Of course I'd say this as a lisper, but as long as the return values of everything is intuitive and well defined, I don't see an inherent problem with such form.
Indeed, if anything, if the intention is to communicate that the Boolean value is the result of some process that runs through a while loop, then explicitly saying that in the assignment seems to me to almost be the best way to do it :\
ymmv.
Now deeply nested while/assignment/ifs, that's a bad-pattern, but I'm not inherently convinced that's an expression/statement problem.
> Anyone know the language design rationale behind the way Java does it?
Because C did it, because Algol did it, because Fortran did it, because that is how assembly code works. Expressions require code to be compiled to something that uses a temporary value stack (or equivalent, like what some continuation-passing style compilers do by allocating values from garbage-collected memory), which, along with subroutines, was an exotic technology well into the 1960s.
Clojure seems to have replaced the "p"[0] suffix in predicates with "?", the former being an old Lisp convention. Interesting choice, I'm mildly miffed they didn't go with the old convention.
Question mark is a Scheme tradition. Clojure is a new lisp, drawing inspiration from many sources.
One of Rich Hickey's goals, stated in many ways and in many of his presentations, was to design a modern lisp not bound by design decisions in old ones. That's why Clojure is not built on or directly based on any specific lisp.
He has made a big point about moving on from lisp-isms such as `car` and `cdr`, which are based on tradition and specific archaic hardware implementation, to modern and within-language-consistent things like `first` and `rest`, which are both self-descriptive and implemented for anything that conforms to the seq protocol, as opposed to `car` and `cdr`, which are tied to cons cells.

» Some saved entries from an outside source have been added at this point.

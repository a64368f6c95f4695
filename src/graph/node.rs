use std::fmt;

/// Per-axis stride of a 4D tensor operation, one entry per tensor axis.
pub type Stride = [usize; 4];

/// Stride which performs no subsampling along any axis.
pub const IDENTITY_STRIDE: Stride = [1, 1, 1, 1];

/// Operator category of an operator node.
///
/// This is a closed set of the categories that graph passes treat specially.
/// Everything else is carried as [`OpType::Other`] with its original name.
#[derive(Clone, Debug, PartialEq, Eq, Hash)]
#[cfg_attr(feature = "serde", derive(serde::Serialize, serde::Deserialize))]
pub enum OpType {
    Convolution,
    ReLU,
    Eltwise,
    Pooling,
    Other(String),
}

impl OpType {
    /// Map an operator type name, as assigned by a model extractor, to a
    /// category.
    pub fn from_name(name: &str) -> OpType {
        match name {
            "Convolution" => OpType::Convolution,
            "ReLU" => OpType::ReLU,
            "Eltwise" => OpType::Eltwise,
            "Pooling" => OpType::Pooling,
            other => OpType::Other(other.to_string()),
        }
    }

    pub fn name(&self) -> &str {
        match self {
            OpType::Convolution => "Convolution",
            OpType::ReLU => "ReLU",
            OpType::Eltwise => "Eltwise",
            OpType::Pooling => "Pooling",
            OpType::Other(name) => name,
        }
    }
}

impl fmt::Display for OpType {
    fn fmt(&self, f: &mut fmt::Formatter<'_>) -> fmt::Result {
        f.write_str(self.name())
    }
}

/// Reduction applied over each window by a pooling operator.
#[derive(Copy, Clone, Debug, PartialEq, Eq)]
#[cfg_attr(feature = "serde", derive(serde::Serialize, serde::Deserialize))]
pub enum PoolMethod {
    Avg,
    Max,
}

/// Attributes of an operator node.
///
/// Every field is optional. An absent value means "no information" and is
/// distinct from a present value which happens to be zero or identity.
#[derive(Clone, Debug, Default, PartialEq)]
#[cfg_attr(feature = "serde", derive(serde::Serialize, serde::Deserialize))]
pub struct OpAttrs {
    /// Subsampling factor along each tensor axis.
    pub stride: Option<Stride>,

    /// Kernel height and width of a convolution.
    pub kernel_spatial: Option<[usize; 2]>,

    /// Whether the operator can absorb a stride itself.
    pub has_stride: Option<bool>,

    /// Cumulative downstream stride which this node has not absorbed.
    ///
    /// Set by stride propagation when the node is visited.
    pub stride_prop: Option<Stride>,

    /// `Some(false)` if the node's outputs are stale and must be re-inferred.
    pub is_partial_inferred: Option<bool>,

    /// `[begin, end]` padding along each tensor axis.
    pub pad: Option<[[usize; 2]; 4]>,

    /// Kernel dilation along each tensor axis.
    pub dilation: Option<Stride>,

    /// Pooling window size along each tensor axis.
    pub window: Option<[usize; 4]>,

    pub pool_method: Option<PoolMethod>,

    /// Number of output channels produced by a convolution.
    pub output_channels: Option<usize>,
}

impl OpAttrs {
    /// Create attributes for a convolution with a given kernel size and stride.
    pub fn convolution(kernel_spatial: [usize; 2], stride: Stride) -> OpAttrs {
        OpAttrs {
            kernel_spatial: Some(kernel_spatial),
            stride: Some(stride),
            ..Default::default()
        }
    }

    /// Create attributes for an unpadded pooling operator.
    pub fn pooling(window: [usize; 4], stride: Stride, method: PoolMethod) -> OpAttrs {
        OpAttrs {
            window: Some(window),
            stride: Some(stride),
            pad: Some([[0, 0]; 4]),
            pool_method: Some(method),
            ..Default::default()
        }
    }

    /// Return true if the `has_stride` capability is present and set.
    pub fn has_stride(&self) -> bool {
        self.has_stride == Some(true)
    }

    /// Return true if the node's outputs must be re-inferred.
    pub fn is_stale(&self) -> bool {
        self.is_partial_inferred == Some(false)
    }

    /// Flag the node's outputs for re-inference.
    pub fn mark_stale(&mut self) {
        self.is_partial_inferred = Some(false);
    }
}

#[derive(Debug)]
pub struct OperatorNode {
    name: String,
    op_type: OpType,
    attrs: OpAttrs,
}

impl OperatorNode {
    pub fn new(name: &str, op_type: OpType, attrs: OpAttrs) -> Self {
        OperatorNode {
            name: name.to_string(),
            op_type,
            attrs,
        }
    }

    pub fn name(&self) -> &str {
        &self.name
    }

    pub fn op_type(&self) -> &OpType {
        &self.op_type
    }

    pub fn attrs(&self) -> &OpAttrs {
        &self.attrs
    }

    pub fn attrs_mut(&mut self) -> &mut OpAttrs {
        &mut self.attrs
    }
}

/// A tensor produced by one operator and consumed by zero or more operators.
#[derive(Debug)]
pub struct DataNode {
    name: String,
    shape: Option<Vec<usize>>,
    fw_tensor_debug_info: Option<String>,
}

impl DataNode {
    pub fn new(name: &str, shape: Option<Vec<usize>>) -> Self {
        DataNode {
            name: name.to_string(),
            shape,
            fw_tensor_debug_info: None,
        }
    }

    pub fn name(&self) -> &str {
        &self.name
    }

    /// Return the shape of this tensor, if known.
    pub fn shape(&self) -> Option<&[usize]> {
        self.shape.as_deref()
    }

    pub fn set_shape(&mut self, shape: Option<Vec<usize>>) {
        self.shape = shape;
    }

    /// Provenance of this tensor in the source framework's model, used to
    /// map optimized tensors back to the source model.
    pub fn fw_tensor_debug_info(&self) -> Option<&str> {
        self.fw_tensor_debug_info.as_deref()
    }

    pub fn set_fw_tensor_debug_info(&mut self, info: &str) {
        self.fw_tensor_debug_info = Some(info.to_string());
    }

    /// Drop provenance metadata which no longer describes this tensor after
    /// the graph has been rewritten.
    pub fn clear_fw_tensor_attrs(&mut self) {
        self.fw_tensor_debug_info = None;
    }
}

#[derive(Debug)]
pub enum Node {
    Operator(OperatorNode),
    Data(DataNode),
}

impl Node {
    /// Return the debug name of this node
    pub fn name(&self) -> &str {
        match self {
            Node::Operator(op) => op.name(),
            Node::Data(data) => data.name(),
        }
    }

    /// Return the contained operator, if this an operator node.
    pub fn as_operator(&self) -> Option<&OperatorNode> {
        match self {
            Node::Operator(op) => Some(op),
            Node::Data(_) => None,
        }
    }

    pub fn as_operator_mut(&mut self) -> Option<&mut OperatorNode> {
        match self {
            Node::Operator(op) => Some(op),
            Node::Data(_) => None,
        }
    }

    /// Return the contained tensor, if this a data node.
    pub fn as_data(&self) -> Option<&DataNode> {
        match self {
            Node::Data(data) => Some(data),
            Node::Operator(_) => None,
        }
    }

    pub fn as_data_mut(&mut self) -> Option<&mut DataNode> {
        match self {
            Node::Data(data) => Some(data),
            Node::Operator(_) => None,
        }
    }

    pub fn is_operator(&self) -> bool {
        matches!(self, Node::Operator(_))
    }
}

#[cfg(test)]
mod tests {
    use super::{OpAttrs, OpType};

    #[test]
    fn test_op_type_from_name() {
        assert_eq!(OpType::from_name("Convolution"), OpType::Convolution);
        assert_eq!(OpType::from_name("ReLU"), OpType::ReLU);
        assert_eq!(
            OpType::from_name("Concat"),
            OpType::Other("Concat".to_string())
        );
        assert_eq!(OpType::from_name("Concat").name(), "Concat");
        assert_eq!(OpType::Eltwise.to_string(), "Eltwise");
    }

    #[test]
    fn test_absent_attrs_are_not_identity() {
        let attrs = OpAttrs::default();
        assert_eq!(attrs.stride_prop, None);
        assert!(!attrs.has_stride());
        assert!(!attrs.is_stale());

        let mut attrs = OpAttrs::convolution([1, 1], [1, 1, 2, 2]);
        attrs.mark_stale();
        assert!(attrs.is_stale());
        assert_eq!(attrs.stride, Some([1, 1, 2, 2]));
    }
}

I do not recall anything specific that he's said about about the choice of a question mark vs a "p", but I can imagine a similar argument that a question mark is more self-descriptive than "p". "p" only makes sense if you know lisp traditions.
"p" makes sense if you know that it stands for "predicate". It's not nearly as arcane as car and cdr.
Also can we finally settle on a name for these things now? If car and cdr are too arcane we can do away with them (though I like being able to do caddadadr) but why do we need "first" and "rest" rather than the already established "head" and "tail"?
I particularly dislike "rest" since it's a relative term, i.e. in normal speech saying that you're going to do something with "the rest" of the list means something different depending on how much of the list you already used.
In Clojure, first and rest apply to sequences, which are a logical list abstraction. They apply to lists, but they can also be used on sequential views of indexed vectors, maps, sets, database result sets, files in a dir, lines in a file, and an open world of "things that can be seen in some order". head and tail I suspect are much more tied to linked lists and data structure than the more plain first and rest.
I might add that breaking the naming away (from traditions) also helps breaking the mindset away (from "that's how we always did it").
This allows for unified abstract views on things normally distinguished from each other by words, syntax, conventions and mind. This allows stuff like pattern matching generic functional code like the mighty monad with it's transformer.
Learning functional programming incl. higher kinded types (dependent types and such) isn't easy for someone used to e.g. Java,C,C++,Python,Go, and others I can't judge of the top of my head.
If you ask yourself why said functional is beneficial, remember the popularity and typical confusion of the Monad posts/articles. You might not quite understand / "get" it, but they keep coming up and the authors seem intelligent. So you (might) just have a case of the Blub Paradox[0]. You need to understand it to grok it's usefulness/desirability.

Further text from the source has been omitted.